Taking up his rebec again, he resumed his song, and within seconds the rabbits and the deer had returned, along with a fox, a badger, several hedgehogs, and a sleek otter. Birds alit in the branches above his head, without any sound but the faintest ruffling of wings. The air was thick, and Dinadan felt light-headed, but he continued his song, now playing not only for Rhiannon but also for his woodland audience.

More animals appeared, and then, from behind Dinadan came a gentle piping sound, like the wind whistling through chinks in a wall, but the piping kept time with Dinadan's song. Slowly, the piping grew clearer and closer, and then, to Dinadan's wonder, began to play in counterpoint to his own melody. Amazed, but too full of music to be afraid, Dinadan continued playing, picking up the tempo and playing furiously, playing—as he realized later—beyond his own ability. The piping kept time, joining the melody for brief moments, then branching away in wild harmonies. More animals gathered. Dinadan was dimly aware that a great brown bear had joined the crowd, sitting on the forest floor with rabbits and squirrels gathered fearlessly around its heavy paws.

Dinadan did not know how long he played, but at last there came a time when he knew the song was ending, and he slowed down to play the last refrain. The piping slowed with him and ended at the same moment, and then there was silence. This time the animals did not retreat, and Dinadan wondered briefly if he ought to be afraid, but he hardly cared. "Who are you?" he said softly, not turning around.

"I am Sylvanus," answered a clear, musical voice. "And I am your servant, dear Dinadan."

"You know me?" Dinadan asked.

"Not until this moment," the voice replied, "but now I know you as well as you know yourself. You called me with your music. Few mortals are given such magic."

Dinadan swallowed. "Then you ... are not a mortal?"
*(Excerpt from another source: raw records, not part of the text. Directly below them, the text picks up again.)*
use poise::serenity_prelude as serenity;

use warden_core::{Context, Error};
use warden_utils::embed::DEFAULT_EMBED_COLOR;

use crate::CommandMeta;

pub const META: CommandMeta = CommandMeta {
    name: "invite",
    desc: "Generates a link to invite the bot to your server.",
    category: "utility",
    usage: "/invite",
};

#[poise::command(slash_command, category = "Utility", ephemeral)]
pub async fn invite(ctx: Context<'_>) -> Result<(), Error> {
    let client_id = { ctx.cache().current_user().id };
    // The requested permission set comes from configuration, not a
    // hardcoded administrator grant.
    let permissions = ctx.data().invite_permissions;

    let invite_url = format!(
        "https://discord.com/api/oauth2/authorize?client_id={}&permissions={}&scope=bot%20applications.commands",
        client_id.get(),
        permissions.bits()
    );

    let embed = serenity::CreateEmbed::new()
        .color(DEFAULT_EMBED_COLOR)
        .description(format!("🔗 [**Click here to invite the bot!**]({})", invite_url));

    ctx.send(poise::CreateReply::default().embed(embed)).await?;
    Ok(())
}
"No." A shadow moved at the corner of his eye and Dinadan turned his head to see the outline of a small horned figure, human in shape except for goat-like legs. The animals had all turned their attention away from Dinadan and were watching this shape, this Sylvanus. "Tell me," the little figure asked. "Did you play from your own grief or of the grief of another."

"I was thinking of ... of a woman I met, who is married to a beast."
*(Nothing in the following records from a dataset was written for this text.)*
use std::collections::HashSet;
use std::sync::OnceLock;
use std::time::Duration;

use poise::serenity_prelude as serenity;
use tokio::sync::RwLock;

use crate::embed::DEFAULT_EMBED_COLOR;

/// Idle seconds before a pager stops collecting input and disables its
/// controls.
pub const PAGER_TIMEOUT_SECS: u64 = 120;

const CUSTOM_ID_PREFIX: &str = "pager";

/// Navigation input on an active pager.
#[derive(Clone, Copy, Debug, PartialEq, Eq)]
pub enum PagerAction {
    Prev,
    Next,
}

/// Returned when input arrives after the pager expired.
#[derive(Clone, Copy, Debug, PartialEq, Eq)]
pub struct PagerExpired;

/// Page cursor for one viewer session.
///
/// Navigation wraps modulo the page count, so the index stays in
/// `[0, total)`. Once expired the cursor rejects all further input and the
/// index never moves again.
#[derive(Clone, Debug)]
pub struct PagerState {
    index: usize,
    total: usize,
    expired: bool,
}

impl PagerState {
    pub fn new(total: usize) -> Self {
        Self {
            index: 0,
            total: total.max(1),
            expired: false,
        }
    }

    pub fn index(&self) -> usize {
        self.index
    }

    pub fn total(&self) -> usize {
        self.total
    }

    pub fn is_expired(&self) -> bool {
        self.expired
    }

    /// Apply a navigation input and return the new index.
    pub fn apply(&mut self, action: PagerAction) -> Result<usize, PagerExpired> {
        if self.expired {
            return Err(PagerExpired);
        }

        self.index = match action {
            PagerAction::Next => (self.index + 1) % self.total,
            PagerAction::Prev => (self.index + self.total - 1) % self.total,
        };

        Ok(self.index)
    }

    /// Transition to the terminal state. Idempotent; there is no way back.
    pub fn expire(&mut self) {
        self.expired = true;
    }
}

fn action_name(action: PagerAction) -> &'static str {
    match action {
        PagerAction::Prev => "prev",
        PagerAction::Next => "next",
    }
}

fn nav_custom_id(session_id: u64, action: PagerAction) -> String {
    format!("{CUSTOM_ID_PREFIX}:{session_id}:{}", action_name(action))
}

/// Parse a pager button custom ID into its session ID and action.
pub fn parse_custom_id(custom_id: &str) -> Option<(u64, PagerAction)> {
    let mut parts = custom_id.split(':');

    if parts.next()? != CUSTOM_ID_PREFIX {
        return None;
    }

    let session_id = parts.next()?.parse::<u64>().ok()?;
    let action = match parts.next()? {
        "prev" => PagerAction::Prev,
        "next" => PagerAction::Next,
        _ => return None,
    };

    if parts.next().is_some() {
        return None;
    }

    Some((session_id, action))
}

static LIVE_SESSIONS: OnceLock<RwLock<HashSet<u64>>> = OnceLock::new();

fn live_sessions() -> &'static RwLock<HashSet<u64>> {
    LIVE_SESSIONS.get_or_init(|| RwLock::new(HashSet::new()))
}

/// Whether a session is still collecting input. Button presses on sessions
/// that are not live (expired, or from before a restart) get the stale
/// message instead of a navigation.
pub async fn is_live_session(session_id: u64) -> bool {
    live_sessions().read().await.contains(&session_id)
}

pub fn stale_session_message() -> &'static str {
    "This menu is no longer active. Run the command again."
}

async fn register_session(session_id: u64) {
    live_sessions().write().await.insert(session_id);
}

async fn deregister_session(session_id: u64) {
    live_sessions().write().await.remove(&session_id);
}

fn page_embed(title: &str, page: &str, index: usize, total: usize) -> serenity::CreateEmbed {
    serenity::CreateEmbed::new()
        .title(title.to_owned())
        .color(DEFAULT_EMBED_COLOR)
        .description(page.to_owned())
        .footer(serenity::CreateEmbedFooter::new(format!(
            "Page {}/{}",
            index + 1,
            total
        )))
}

fn nav_components(session_id: u64, disabled: bool) -> Vec<serenity::CreateActionRow> {
    vec![serenity::CreateActionRow::Buttons(vec![
        serenity::CreateButton::new(nav_custom_id(session_id, PagerAction::Prev))
            .label("Previous")
            .disabled(disabled)
            .style(serenity::ButtonStyle::Secondary),
        serenity::CreateButton::new(nav_custom_id(session_id, PagerAction::Next))
            .label("Next")
            .disabled(disabled)
            .style(serenity::ButtonStyle::Secondary),
    ])]
}

/// Send `pages` as a single message with Previous/Next controls that wrap
/// around, editing the message in place on every press. After
/// [`PAGER_TIMEOUT_SECS`] without input the controls are disabled in a
/// final render and the session ends.
pub async fn paginate_embed_pages<U, E>(
    ctx: poise::Context<'_, U, E>,
    title: &str,
    pages: &[String],
    ephemeral: bool,
) -> Result<(), serenity::Error>
where
    U: Send + Sync,
    E: Send + Sync,
{
    if pages.is_empty() {
        return Ok(());
    }

    if pages.len() == 1 {
        ctx.send(
            poise::CreateReply::default()
                .ephemeral(ephemeral)
                .embed(page_embed(title, &pages[0], 0, 1)),
        )
        .await?;
        return Ok(());
    }

    let session_id = ctx.id();
    register_session(session_id).await;
    let result = run_pager(ctx, title, pages, ephemeral, session_id).await;
    deregister_session(session_id).await;
    result
}

async fn run_pager<U, E>(
    ctx: poise::Context<'_, U, E>,
    title: &str,
    pages: &[String],
    ephemeral: bool,
    session_id: u64,
) -> Result<(), serenity::Error>
where
    U: Send + Sync,
    E: Send + Sync,
{
    let mut state = PagerState::new(pages.len());

    let reply = ctx
        .send(
            poise::CreateReply::default()
                .ephemeral(ephemeral)
                .embed(page_embed(title, &pages[state.index()], state.index(), state.total()))
                .components(nav_components(session_id, false)),
        )
        .await?;

    let message_id = reply.message().await?.id;

    while let Some(press) = serenity::collector::ComponentInteractionCollector::new(ctx)
        .filter({
            let author_id = ctx.author().id;
            move |interaction| {
                interaction.user.id == author_id
                    && interaction.message.id == message_id
                    && matches!(
                        parse_custom_id(&interaction.data.custom_id),
                        Some((id, _)) if id == session_id
                    )
            }
        })
        .timeout(Duration::from_secs(PAGER_TIMEOUT_SECS))
        .await
    {
        let Some((_, action)) = parse_custom_id(&press.data.custom_id) else {
            continue;
        };

        let Ok(index) = state.apply(action) else {
            continue;
        };

        press
            .create_response(
                ctx.http(),
                serenity::CreateInteractionResponse::UpdateMessage(
                    serenity::CreateInteractionResponseMessage::new()
                        .embed(page_embed(title, &pages[index], index, state.total()))
                        .components(nav_components(session_id, false)),
                ),
            )
            .await?;
    }

    state.expire();

    let _ = reply
        .edit(
            ctx,
            poise::CreateReply::default()
                .embed(page_embed(
                    title,
                    &pages[state.index()],
                    state.index(),
                    state.total(),
                ))
                .components(nav_components(session_id, true)),
        )
        .await;

    Ok(())
}

#[cfg(test)]
mod tests {
    use super::{
        PagerAction, PagerExpired, PagerState, is_live_session, nav_custom_id, parse_custom_id,
        register_session,
    };

    #[test]
    fn next_wraps_modulo_page_count() {
        let mut pager = PagerState::new(2);

        let mut seen = Vec::new();
        for _ in 0..3 {
            seen.push(pager.apply(PagerAction::Next).unwrap());
        }
        assert_eq!(seen, [1, 0, 1]);
    }

    #[test]
    fn n_presses_land_on_n_mod_total() {
        for total in 1..=5 {
            let mut forward = PagerState::new(total);
            let mut backward = PagerState::new(total);

            for n in 1..=12 {
                let next_index = forward.apply(PagerAction::Next).unwrap();
                assert_eq!(next_index, n % total);

                let prev_index = backward.apply(PagerAction::Prev).unwrap();
                assert_eq!(prev_index, (total - (n % total)) % total);
            }
        }
    }

    #[test]
    fn sessions_are_independent() {
        let mut left = PagerState::new(4);
        let mut right = PagerState::new(4);

        left.apply(PagerAction::Next).unwrap();
        left.apply(PagerAction::Next).unwrap();

        assert_eq!(left.index(), 2);
        assert_eq!(right.index(), 0);

        right.apply(PagerAction::Prev).unwrap();
        assert_eq!(left.index(), 2);
        assert_eq!(right.index(), 3);
    }

    #[test]
    fn expired_pagers_reject_input_without_moving() {
        let mut pager = PagerState::new(3);
        pager.apply(PagerAction::Next).unwrap();

        pager.expire();
        assert!(pager.is_expired());

        assert_eq!(pager.apply(PagerAction::Next), Err(PagerExpired));
        assert_eq!(pager.apply(PagerAction::Prev), Err(PagerExpired));
        assert_eq!(pager.index(), 1);

        // Expiring again changes nothing.
        pager.expire();
        assert!(pager.is_expired());
    }

    #[test]
    fn custom_ids_round_trip() {
        for action in [PagerAction::Prev, PagerAction::Next] {
            let custom_id = nav_custom_id(42, action);
            assert_eq!(parse_custom_id(&custom_id), Some((42, action)));
        }
    }

    #[test]
    fn foreign_custom_ids_are_ignored() {
        assert_eq!(parse_custom_id(""), None);
        assert_eq!(parse_custom_id("confirm:1:yes"), None);
        assert_eq!(parse_custom_id("pager:notanumber:next"), None);
        assert_eq!(parse_custom_id("pager:1:jump"), None);
        assert_eq!(parse_custom_id("pager:1:next:extra"), None);
    }

    #[tokio::test]
    async fn unknown_sessions_are_not_live() {
        register_session(7).await;

        assert!(is_live_session(7).await);
        assert!(!is_live_session(8).await);
    }
}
"It is very strange," Sylvanus said conversationally, "but it always seems to me that the sort of men that are called 'beasts' are not very beastly at all, but are rather the most human."

Dinadan smiled slowly, then turned to the assembled animals. "You are right. I beg your pardon, all of you. I shall be more careful in the future how I speak of you."

"Oh, I wasn't complaining," Sylvanus said mildly. "After all, when bear cubs misbehave, their mothers call them 'boys' or 'girls.' Is that not so, ma'am?" The brown bear nodded slowly in reply.

"She understood you? You speak to the animals?" Dinadan asked, amazed.

"Of course," Sylvanus replied. "Is there something you wished to ask them?"

"Oh, no. I was just surprised."

"Are you sure? Have you no questions?"

Dinadan stopped, thinking. Sylvanus appeared to be prompting him. "No, nothing. Unless ... unless they could tell me about a small baby—a human baby, I mean—that was stolen about fifteen years ago and may have been carried through these woods."

Sylvanus hesitated. "That will be difficult. Few of these creatures gathered here were alive then, and even among those who were, the notion of keeping count of years would be foreign. But my lady bruin here may know something."

Dinadan heard no words, not even any sounds, pass between the shadow and the bear, but the bear's countenance grew very intent and her eyes stayed fixed on Sylvanus's form. After several minutes, the shadow spoke. "I do not know if this will help or not. She says that there has been no stolen baby in these woods as long as she has lived, which I judge to be at least twenty years. She does remember, though, that many years ago a young woman, hardly old enough to be a mother, brought her baby through here. Was the child a boy?"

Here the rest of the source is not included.